European officials are working on contingency plans in case Greece exits the euro zone, the EU's trade commissioner said on Friday, while Berlin said it was prepared for all eventualities.
Oil felt pressure early from data showing Chinese home prices in April fell for a second month in a row from year ago levels.
Position squaring after this week's expiration of Brent's June contract and U.S. June crude options and caution ahead of the weekend's Group of Eight meeting, traders and analysts said.
Also in focus is this weekend's planned start of crude oil flows on the reversed Seaway pipeline.

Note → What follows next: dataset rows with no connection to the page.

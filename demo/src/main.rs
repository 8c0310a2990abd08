//! attest: witness verification demo CLI
//!
//! Builds sample signed payloads with fixed demo keys and runs them through
//! the program verifier and the direct signature check.
//!
//! Usage:
//!   cargo run -p demo -- run-all
//!   cargo run -p demo -- single-sig
//!   cargo run -p demo -- multi-sig
//!   cargo run -p demo -- tampered
//!   cargo run -p demo -- direct-signature
//!   cargo run -p demo -- --config engine.toml --json run-all

mod scenarios;

use std::path::PathBuf;

use clap::{Parser, Subcommand};
use tracing_subscriber::EnvFilter;

use attest_core::ProgramVerifier;
use attest_vm::{EngineConfig, SignatureEngineFactory};

use scenarios::{DemoError, ScenarioReport};

// ── CLI definition ────────────────────────────────────────────────────────────

/// attest: program-hash witness verification demo.
#[derive(Parser)]
#[command(
    name = "demo",
    about = "attest witness verification demo",
    long_about = "Runs demo scenarios showing program hash checks, signature contract\n\
                  execution, and direct signature verification."
)]
struct Cli {
    /// TOML file with engine limits. Defaults apply when omitted.
    #[arg(long, global = true)]
    config: Option<PathBuf>,

    /// Print reports as JSON lines instead of text.
    #[arg(long, global = true)]
    json: bool,

    #[command(subcommand)]
    command: Command,
}

#[derive(Subcommand)]
enum Command {
    /// Run every scenario in sequence.
    RunAll,
    /// One signer with a single-signature contract.
    SingleSig,
    /// A 2-of-3 multi-signature contract.
    MultiSig,
    /// Payloads altered after signing.
    Tampered,
    /// Signature checks over the payload without a VM.
    DirectSignature,
}

// ── Entry point ───────────────────────────────────────────────────────────────

fn main() {
    // Set RUST_LOG=debug for per-program and per-engine events.
    tracing_subscriber::fmt()
        .with_env_filter(
            EnvFilter::try_from_default_env().unwrap_or_else(|_| EnvFilter::new("warn")),
        )
        .with_target(false)
        .compact()
        .init();

    let cli = Cli::parse();

    match run(&cli) {
        Ok(reports) => {
            let unexpected = reports.iter().filter(|r| !r.as_expected()).count();
            for r in &reports {
                print_report(r, cli.json);
            }
            if unexpected > 0 {
                eprintln!("{unexpected} case(s) did not match the expected outcome");
                std::process::exit(1);
            }
        }
        Err(e) => {
            eprintln!("Demo error: {}", e);
            std::process::exit(1);
        }
    }
}

fn run(cli: &Cli) -> Result<Vec<ScenarioReport>, DemoError> {
    let config = match &cli.config {
        Some(path) => EngineConfig::from_file(path)?,
        None => EngineConfig::default(),
    };
    let verifier = ProgramVerifier::with_engine(Box::new(SignatureEngineFactory::new(config)));

    match cli.command {
        Command::RunAll => {
            let mut reports = scenarios::single_sig(&verifier)?;
            reports.extend(scenarios::multi_sig(&verifier)?);
            reports.extend(scenarios::tampered(&verifier)?);
            reports.extend(scenarios::direct_signature(&verifier)?);
            Ok(reports)
        }
        Command::SingleSig => scenarios::single_sig(&verifier),
        Command::MultiSig => scenarios::multi_sig(&verifier),
        Command::Tampered => scenarios::tampered(&verifier),
        Command::DirectSignature => scenarios::direct_signature(&verifier),
    }
}

// ── Output ────────────────────────────────────────────────────────────────────

fn print_report(report: &ScenarioReport, json: bool) {
    if json {
        match serde_json::to_string(report) {
            Ok(line) => println!("{line}"),
            Err(e) => eprintln!("could not encode report: {e}"),
        }
        return;
    }

    let verdict = if report.outcome.passed { "AUTHORIZED" } else { "REJECTED" };
    let mark = if report.as_expected() { "ok" } else { "UNEXPECTED" };
    println!("[{mark}] {:<18} {:<20} {verdict}", report.scenario, report.case);
    if let Some(err) = &report.outcome.error {
        println!("       {err}");
    }
}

The reversal is intended to ease a glut of crude in the U.S. Midwest by bringing it via Seaway to the refinery-rich Gulf Coast and reducing Brent's premium to its U.S. counterpart.
Brent July crude fell 51 cents to $106.98 a barrel by 11:35 a.m. EDT (1535 GMT), having fallen to a 2102 low of $106.40, lowest intraday price since Dec. 21, and on pace to post a 4-percent weekly loss.
U.S. June crude was down 50 cents at $92.06, after dropping to a 2012 low of $91.60, the lowest intraday price since Nov. 3. U.S. crude also faced a 4 percent weekly drop.
The U.S. June contract expires on Tuesday.
The choppy trading trajectory left the Brent/U.S. crude spread little changed near $14.65 a barrel CL-LCO1=R based on July crude contracts.
"It's the fear factor that's driving Brent," agreed Guy Wolf, macro strategist at Marex Spectron in London. "Finally Europe has reached the key Greece in/Greece out moment."
If Greece leaves, this could trigger bank runs in Italy and Spain, he added, seeing the possibility of a major impact on growth.